* **Problem statement**
Copy out, exactly, the first line of the entries below and every line after it through the one containing "use super::MonitoredSocketError;".

* **Dataset extract**

════

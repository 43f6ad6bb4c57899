//! Socket option handling for monitored sockets

// ------------------------------------------------------------------------------------------------
// IMPORTS
// ------------------------------------------------------------------------------------------------

use zmq::{Socket, SocketType};

use super::MonitoredSocketError;

// ------------------------------------------------------------------------------------------------
// MACROS
// ------------------------------------------------------------------------------------------------

macro_rules! set_sockopts {
    ($socket:expr, $(($opt:ident, $val:expr)),+) => {
        $(
            $socket.$opt($val)
                .map_err(|e| MonitoredSocketError::SocketOptionError(stringify!($opt).into(), e))?;
        )+
    };
}

// ------------------------------------------------------------------------------------------------
// STRUCTS
// ------------------------------------------------------------------------------------------------

/// Represents options which can be set on a monitored socket.
///
/// Most options here correspond to those found in the
/// [`zmq_setsockopt`](http://api.zeromq.org/4-2:zmq-setsockopt) documentation.
pub struct SocketOptions {
    /// Indicates if the socket should bind itself to the endpoint. Servers should have this value
    /// set as `true`, clients should have it set as `false`.
    ///
    /// The default value is `false`.
    pub bind: bool,

    /// If true the `MonitoredSocket::new()` function will block until the socket is connected, or
    /// until the connect_timeout elapses. If the timeout elapses this function will return a
    /// `MonitoredSocketError::CouldNotConnect` error.
    ///
    /// The default value is `true`.
    pub block_on_first_connect: bool,

    /// `ZMQ_REQ_CORRELATE`: Match replies with requests
    pub req_correlate: bool,

    /// `ZMQ_REQ_RELAXED`: relax strict alternation between request and reply
    pub req_relaxed: bool,

    /// `ZMQ_LINGER`: Set linger period for socket shutdown
    pub linger: i32,

    /// `ZMQ_RECONNECT_IVL`: Set reconnection interval
    pub reconnect_ivl: i32,

    /// `ZMQ_CONNECT_TIMEOUT`: Set `connect()` timeout
    pub connect_timeout: i32,

    /// `ZMQ_RCVTIMEO`: Maximum time before a recv operation returns with `EAGAIN`
    pub recv_timeout: i32,

    /// `ZMQ_SNDTIMEO`: Maximum time before a send operation returns with `EAGAIN`
    pub send_timeout: i32,

    /// `ZMQ_HEARTBEAT_IVL`: Set interval between sending ZMTP heartbeats
    pub heartbeat_ivl: i32,

    /// `ZMQ_HEARTBEAT_TIMEOUT`: Set timeout for ZMTP heartbeats
    pub heartbeat_timeout: i32,

    /// `ZMQ_HEARTBEAT_TTL`: Set the TTL (time to live) value for ZMTP heartbeats
    pub heartbeat_ttl: i32,
}

// ------------------------------------------------------------------------------------------------
// IMPLS
// ------------------------------------------------------------------------------------------------

impl SocketOptions {
    /// Set these options on the given socket.
    pub fn set(&self, socket: &Socket) -> Result<(), MonitoredSocketError> {
        // Set all the socket options, we use a macro here to make the error handling nice and
        // easy
        set_sockopts!(
            socket,
            (set_connect_timeout, self.connect_timeout),
            (set_heartbeat_ivl, self.heartbeat_ivl),
            (set_heartbeat_timeout, self.heartbeat_timeout),
            (set_heartbeat_ttl, self.heartbeat_ttl),
            (set_linger, self.linger),
            (set_reconnect_ivl, self.reconnect_ivl),
            (set_rcvtimeo, self.recv_timeout),
            (set_sndtimeo, self.send_timeout)
        );

        // If the socket is a req type set the req-specific options
        if let Ok(SocketType::REQ) = socket.get_socket_type() {
            set_sockopts!(
                socket,
                (set_req_correlate, self.req_correlate),
                (set_req_relaxed, self.req_relaxed)
            );
        }

        Ok(())
    }
}

impl Default for SocketOptions {
    fn default() -> Self {
        // Defaults for sockopts taken from http://api.zeromq.org/4-2:zmq-setsockopt
        Self {
            bind: false,
            block_on_first_connect: true,
            connect_timeout: 0,
            heartbeat_ivl: 0,
            heartbeat_timeout: 0,
            heartbeat_ttl: 0,
            linger: 30_000,
            reconnect_ivl: 100,
            recv_timeout: -1,
            req_correlate: false,
            req_relaxed: false,
            send_timeout: 0,
        }
    }
}
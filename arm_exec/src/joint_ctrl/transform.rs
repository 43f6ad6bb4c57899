//! Coordinate transform from joint targets to actuator-native positions

// ---------------------------------------------------------------------------
// PUBLIC FUNCTIONS
// ---------------------------------------------------------------------------

/// Compute the actuator-native position that brings a joint's encoder reading
/// to the target.
///
/// The demanded encoder-space travel is the distance from the current
/// offset-corrected encoder reading to the target, scaled into the actuator's
/// native frame by the joint's gear ratio:
///
/// ```text
/// enc_distance = (target - (enc_meas - offset)) * ratio
/// act_target   = act_meas - enc_distance
/// ```
///
/// The correction is a pure function of its five inputs and is recomputed
/// from live feedback every cycle, so drift is corrected each cycle rather
/// than compounding.
pub fn act_target_pos(
    target_rot: f64,
    offset_rot: f64,
    enc_meas_rot: f64,
    act_meas: f64,
    ratio: f64,
) -> f64 {
    let enc_distance = (target_rot - (enc_meas_rot - offset_rot)) * ratio;
    act_meas - enc_distance
}

// ---------------------------------------------------------------------------
// TESTS
// ---------------------------------------------------------------------------

#[cfg(test)]
mod test {
    use super::*;
    use proptest::prelude::*;

    #[test]
    fn test_known_values() {
        // A joint 0.1 rotations short of its target with a ratio of 10 needs
        // the actuator to travel 1.0 in the negative native direction
        assert_eq!(act_target_pos(0.1, 0.0, 0.0, 5.0, 10.0), 4.0);

        // The offset shifts the encoder reading before the distance is taken
        assert_eq!(act_target_pos(0.0, 0.5, 0.5, 2.0, 10.0), 2.0);
    }

    #[test]
    fn test_converged_input_is_identity() {
        // If the corrected encoder reading already equals the target the
        // actuator is commanded to stay where it is
        let result = act_target_pos(0.25, 0.37, 0.62, 12.34, 131.75);
        assert!((result - 12.34).abs() < 1e-12);
    }

    proptest! {
        /// The transform is a pure function: identical inputs always yield
        /// identical outputs.
        #[test]
        fn transform_is_pure(
            target in -2.0..2.0f64,
            offset in -1.0..1.0f64,
            enc in -2.0..2.0f64,
            act in -100.0..100.0f64,
            ratio in 1.0..200.0f64,
        ) {
            let a = act_target_pos(target, offset, enc, act, ratio);
            let b = act_target_pos(target, offset, enc, act, ratio);
            prop_assert_eq!(a, b);
        }

        /// Moving the actuator to the computed position cancels the encoder
        /// error exactly.
        #[test]
        fn transform_cancels_encoder_error(
            target in -2.0..2.0f64,
            offset in -1.0..1.0f64,
            enc in -2.0..2.0f64,
            act in -100.0..100.0f64,
            ratio in 1.0..200.0f64,
        ) {
            let act_target = act_target_pos(target, offset, enc, act, ratio);

            // The actuator travel maps back to encoder space as -travel/ratio
            let enc_after = enc - (act_target - act) / ratio;
            prop_assert!((enc_after - offset - target).abs() < 1e-9);
        }
    }
}
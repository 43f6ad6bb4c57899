//! Generic logger utility functions

// ---------------------------------------------------------------------------
// IMPORTS
// ---------------------------------------------------------------------------

// External imports
use log::{self, info};
use fern;
use colored::{ColoredString, Colorize};
use thiserror::Error;

// Internal imports
use crate::session;

// Re-exports
pub use log::LevelFilter;

// ---------------------------------------------------------------------------
// ENUMERATIONS
// ---------------------------------------------------------------------------

/// Errors associated with initialising the logger.
#[derive(Debug, Error)]
pub enum LoggerInitError {
    #[error("Expected a log level less than `INFO`, found `{0}`")]
    InvalidMinLogLevel(log::LevelFilter),

    #[error("Error initialising the log file: {0}")]
    LogFileInitError(std::io::Error),

    #[error("An error occured while setting up the logger: {0}")]
    FernInitError(log::SetLoggerError)
}

// ---------------------------------------------------------------------------
// PUBLIC FUNCTIONS
// ---------------------------------------------------------------------------

/// Initialise the logger for this execution.
///
/// # Notes
///
/// - `min_level` must be greater than `log::Level::Info`.
///
/// # Safety
///
/// - This function must only be called once to prevent corrupting logs.
pub fn logger_init(
    min_level: self::LevelFilter,
    session: &session::Session
) -> Result<(), LoggerInitError> {

    if min_level < log::Level::Info {
        return Err(LoggerInitError::InvalidMinLogLevel(min_level))
    }

    // Setup the logger using fern's builder pattern
    match fern::Dispatch::new()
        .format(|out, message, record| {

            // If debug or trace include the target, otherwise don't include it
            if record.level() > log::Level::Info {
                out.finish(format_args!(
                    "[{:10.6} {}] {}: {}",
                    session::get_elapsed_seconds(),
                    level_to_str(record.level()),
                    record.target(),
                    message
                ))
            }
            else {
                out.finish(format_args!(
                    "[{:10.6} {}] {}",
                    session::get_elapsed_seconds(),
                    level_to_str(record.level()),
                    message
                ))
            }

        })
        .level(min_level)
        .level_for("zmq", LevelFilter::Info)
        .chain(std::io::stdout())
        .chain(match fern::log_file(session.log_file_path.clone()) {
            Ok(f) => f,
            Err(e) => return Err(LoggerInitError::LogFileInitError(e))
        })
        .apply() {
            Ok(_) => (),
            Err(e) => return Err(LoggerInitError::FernInitError(e))
        };

    info!("Logging initialised");
    info!("    Session epoch: {}", session::get_epoch());
    info!("    Log level: {:?}", min_level);
    info!("    Log file path: {:?}", session.log_file_path);

    Ok(())
}

// ---------------------------------------------------------------------------
// PRIVATE FUNCTIONS
// ---------------------------------------------------------------------------

/// Get the string representation of a log level
fn level_to_str(level: log::Level) -> ColoredString {
    match level {
        log::Level::Trace => "TRC".dimmed().italic(),
        log::Level::Debug => "DBG".dimmed(),
        log::Level::Info  => "INF".normal(),
        log::Level::Warn  => "WRN".yellow(),
        log::Level::Error => "ERR".red().bold()
    }
}
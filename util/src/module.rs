//! Module interfaces
//!
//! Each cyclicly processed module in `arm_exec` shall implement all the items
//! in this module.

// ---------------------------------------------------------------------------
// IMPORTS
// ---------------------------------------------------------------------------

// Internal imports
use crate::session::Session;

// ---------------------------------------------------------------------------
// MODULE STATE
// ---------------------------------------------------------------------------

/// The module's internal state.
pub trait State {
    /// Data required during initialisation
    type InitData;
    /// An error which can occur during initialisation.
    type InitError;

    /// Data required for cyclic processing.
    type InputData;
    /// Data produced by cyclic processing.
    type OutputData;
    /// A report on the status of the cyclic processing.
    type StatusReport;
    /// An error which can occur during cyclic processing.
    type ProcError;

    /// Initialise the module.
    ///
    /// # Inputs
    /// - `init_data`: The input data required by the module's initialisation
    ///
    /// # Outputs
    /// - On success `Ok(())`.
    /// - On error an `InitError` instance.
    fn init(&mut self, init_data: Self::InitData, session: &Session)
        -> Result<(), Self::InitError>;

    /// Main module processing function.
    ///
    /// # Inputs
    /// - `input_data`: The data required for processing by the module.
    ///
    /// # Outputs
    /// - On success a tuple of the output data and status report.
    /// - On error a `ProcError` instance.
    fn proc(&mut self, input_data: &Self::InputData)
        -> Result<(Self::OutputData, Self::StatusReport), Self::ProcError>;
}
//! # Pose Client
//!
//! This module subscribes to the pose source's publication stream and
//! surfaces the most recent full pose each cycle. Each publication carries a
//! complete [`PoseFrame`], so the control loop only ever observes whole
//! poses, never a partially updated one.

// ------------------------------------------------------------------------------------------------
// IMPORTS
// ------------------------------------------------------------------------------------------------

use comms_if::{
    eqpt::pose::PoseFrame,
    net::{zmq, MonitoredSocket, MonitoredSocketError, SocketOptions},
};
use log::warn;

// ------------------------------------------------------------------------------------------------
// STRUCTS
// ------------------------------------------------------------------------------------------------

pub struct PoseClient {
    pose_socket: MonitoredSocket,
}

// ------------------------------------------------------------------------------------------------
// ENUMS
// ------------------------------------------------------------------------------------------------

#[derive(thiserror::Error, Debug)]
pub enum PoseClientError {
    #[error("Socket error: {0}")]
    SocketError(MonitoredSocketError),
}

// ------------------------------------------------------------------------------------------------
// IMPLS
// ------------------------------------------------------------------------------------------------

impl PoseClient {
    /// Create a new instance of the pose client.
    ///
    /// Blocks until the pose source's publication endpoint is reachable, or
    /// fails if it cannot be reached within the connection timeout.
    pub fn new(ctx: &zmq::Context, endpoint: &str) -> Result<Self, PoseClientError> {
        // Create the socket options
        let socket_options = SocketOptions {
            connect_timeout: 1000,
            ..Default::default()
        };

        // Create the socket
        let pose_socket = MonitoredSocket::new(ctx, zmq::SUB, socket_options, endpoint)
            .map_err(PoseClientError::SocketError)?;

        // Subscribe to all publications on the endpoint
        pose_socket.set_subscribe(b"").map_err(|e| {
            PoseClientError::SocketError(MonitoredSocketError::SocketOptionError(
                "set_subscribe".into(),
                e,
            ))
        })?;

        // Create self
        Ok(Self { pose_socket })
    }

    /// Drain the subscription and return the newest pose frame, or `None` if
    /// no new frame has arrived since the last call.
    ///
    /// Frames which cannot be parsed are discarded with a warning.
    pub fn latest_frame(&mut self) -> Option<PoseFrame> {
        let mut latest = None;

        loop {
            let msg = match self.pose_socket.recv_msg(zmq::DONTWAIT) {
                Ok(m) => m,
                Err(_) => break,
            };

            match serde_json::from_str(msg.as_str().unwrap_or("")) {
                Ok(frame) => latest = Some(frame),
                Err(e) => warn!("Could not parse a pose frame: {}", e),
            }
        }

        latest
    }
}
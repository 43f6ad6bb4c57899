//! Shared test rig: scripted actuator drivers.
//!
//! Each mock driver shares its state with the test through an
//! `Arc<Mutex<..>>`, so the test can inject failures and inspect the demand
//! stream while the worker threads own the drivers themselves. Queries step a
//! simple motion model: the actuator travels a fixed fraction of the distance
//! to its last position demand, with the encoder tracking the travel through
//! the gear ratio.

// -----------------------------------------------------------------------------------------------
// IMPORTS
// -----------------------------------------------------------------------------------------------

use std::sync::{Arc, Mutex};
use std::time::Duration;

use arm_lib::act_client::{ActDriver, ActDriverError};
use arm_lib::joint_ctrl::{Params as JointCtrlParams, NUM_JOINTS};
use arm_lib::supervisor::Params as SupervisorParams;
use comms_if::eqpt::act::{ActDemand, ActId, ActState, NUM_ACTS};

// -----------------------------------------------------------------------------------------------
// STRUCTS
// -----------------------------------------------------------------------------------------------

/// Shared state of one mock actuator.
pub struct MockActState {
    /// Measured actuator-native position.
    pub pos: f64,

    /// Raw encoder position, in rotations.
    pub enc_pos: f64,

    /// Gear ratio between actuator-native and encoder-space travel.
    pub ratio: f64,

    /// Fault code to report on queries.
    pub fault: Option<u8>,

    /// Every demand received, in order.
    pub demands: Vec<ActDemand>,

    /// If true queries fail with a response timeout.
    pub fail_query: bool,

    /// If true demands fail with a response timeout.
    pub fail_demand: bool,

    /// Time the driver stalls before answering a demand.
    pub demand_delay: Option<Duration>,

    /// Fraction of the remaining distance to the last position demand
    /// travelled before each query.
    pub approach: f64,

    /// The last commanded position target, if any.
    pub target_pos: Option<f64>,
}

/// A scripted [`ActDriver`] over shared mock state.
pub struct MockActDriver {
    shared: Arc<Mutex<MockActState>>,
}

// -----------------------------------------------------------------------------------------------
// IMPLS
// -----------------------------------------------------------------------------------------------

impl MockActState {
    pub fn new(enc_pos: f64, ratio: f64) -> Self {
        Self {
            pos: 0.0,
            enc_pos,
            ratio,
            fault: None,
            demands: Vec::new(),
            fail_query: false,
            fail_demand: false,
            demand_delay: None,
            approach: 0.5,
            target_pos: None,
        }
    }

    /// Number of position demands received.
    pub fn num_position_demands(&self) -> usize {
        self.demands
            .iter()
            .filter(|d| matches!(d, ActDemand::Position { .. }))
            .count()
    }

    /// Number of hold demands received.
    pub fn num_hold_demands(&self) -> usize {
        self.demands
            .iter()
            .filter(|d| matches!(d, ActDemand::Hold))
            .count()
    }

    /// True if no position demand follows the first hold demand.
    pub fn no_position_after_hold(&self) -> bool {
        let first_hold = self.demands.iter().position(|d| matches!(d, ActDemand::Hold));

        match first_hold {
            Some(i) => self.demands[i..]
                .iter()
                .all(|d| !matches!(d, ActDemand::Position { .. })),
            None => true,
        }
    }
}

impl ActDriver for MockActDriver {
    fn query(&mut self) -> Result<ActState, ActDriverError> {
        let mut state = self.shared.lock().unwrap();

        if state.fail_query {
            return Err(ActDriverError::ResponseTimeout);
        }

        // Step the simulated motion toward the last position target. Moving
        // the actuator by delta moves the encoder by -delta/ratio.
        if let Some(target) = state.target_pos {
            let delta = (target - state.pos) * state.approach;
            state.pos += delta;
            state.enc_pos -= delta / state.ratio;
        }

        Ok(ActState {
            pos: state.pos,
            enc_pos: state.enc_pos,
            fault: state.fault,
        })
    }

    fn demand(&mut self, demand: ActDemand) -> Result<(), ActDriverError> {
        let delay = {
            let state = self.shared.lock().unwrap();
            state.demand_delay
        };

        if let Some(delay) = delay {
            std::thread::sleep(delay);
        }

        let mut state = self.shared.lock().unwrap();

        if state.fail_demand {
            return Err(ActDriverError::ResponseTimeout);
        }

        state.demands.push(demand);

        if let ActDemand::Position { pos, .. } = demand {
            state.target_pos = Some(pos);
        }

        Ok(())
    }
}

// -----------------------------------------------------------------------------------------------
// FUNCTIONS
// -----------------------------------------------------------------------------------------------

/// The flight calibration used across the scenario tests.
pub fn joint_ctrl_params() -> JointCtrlParams {
    JointCtrlParams {
        offset_rot: [0.37, 0.631, 0.789, 0.604, 0.68, 0.53],
        base_gear_ratio: 131.75,
        wrist_gear_ratio: 75.0,
        min_enc_pos_rot: [-0.1, -0.125, -0.25, -0.6, -0.75, -1.0],
        max_enc_pos_rot: [0.1, 0.0625, 0.125, 0.0625, 0.75, 1.0],
    }
}

pub fn supervisor_params() -> SupervisorParams {
    SupervisorParams {
        convergence_threshold: 0.3,
        accel_limit: 2.0,
        velocity_limit: 5.0,
    }
}

/// Build a six actuator rig consistent with the given joint control
/// parameters.
///
/// Each actuator starts with its raw encoder reading at the calibrated zero
/// plus `enc_error_rot`, i.e. an offset-corrected error of `enc_error_rot`.
pub fn make_rig(
    params: &JointCtrlParams,
    enc_error_rot: f64,
) -> (
    Vec<Arc<Mutex<MockActState>>>,
    [Box<dyn ActDriver>; NUM_ACTS],
) {
    let mut shared = Vec::with_capacity(NUM_JOINTS);

    for (i, act_id) in ActId::ALL.iter().enumerate() {
        let enc_pos = params.offset_rot[i] + enc_error_rot;
        shared.push(Arc::new(Mutex::new(MockActState::new(
            enc_pos,
            params.gear_ratio(*act_id),
        ))));
    }

    let driver = |i: usize| -> Box<dyn ActDriver> {
        Box::new(MockActDriver {
            shared: shared[i].clone(),
        })
    };

    let drivers = [
        driver(0),
        driver(1),
        driver(2),
        driver(3),
        driver(4),
        driver(5),
    ];

    (shared, drivers)
}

════

* **Answer to this task**
repository 43f6ad6bb4c57899
//! Socket option handling for monitored sockets

// ------------------------------------------------------------------------------------------------
// IMPORTS
// ------------------------------------------------------------------------------------------------

use zmq::{Socket, SocketType};

use super::MonitoredSocketError;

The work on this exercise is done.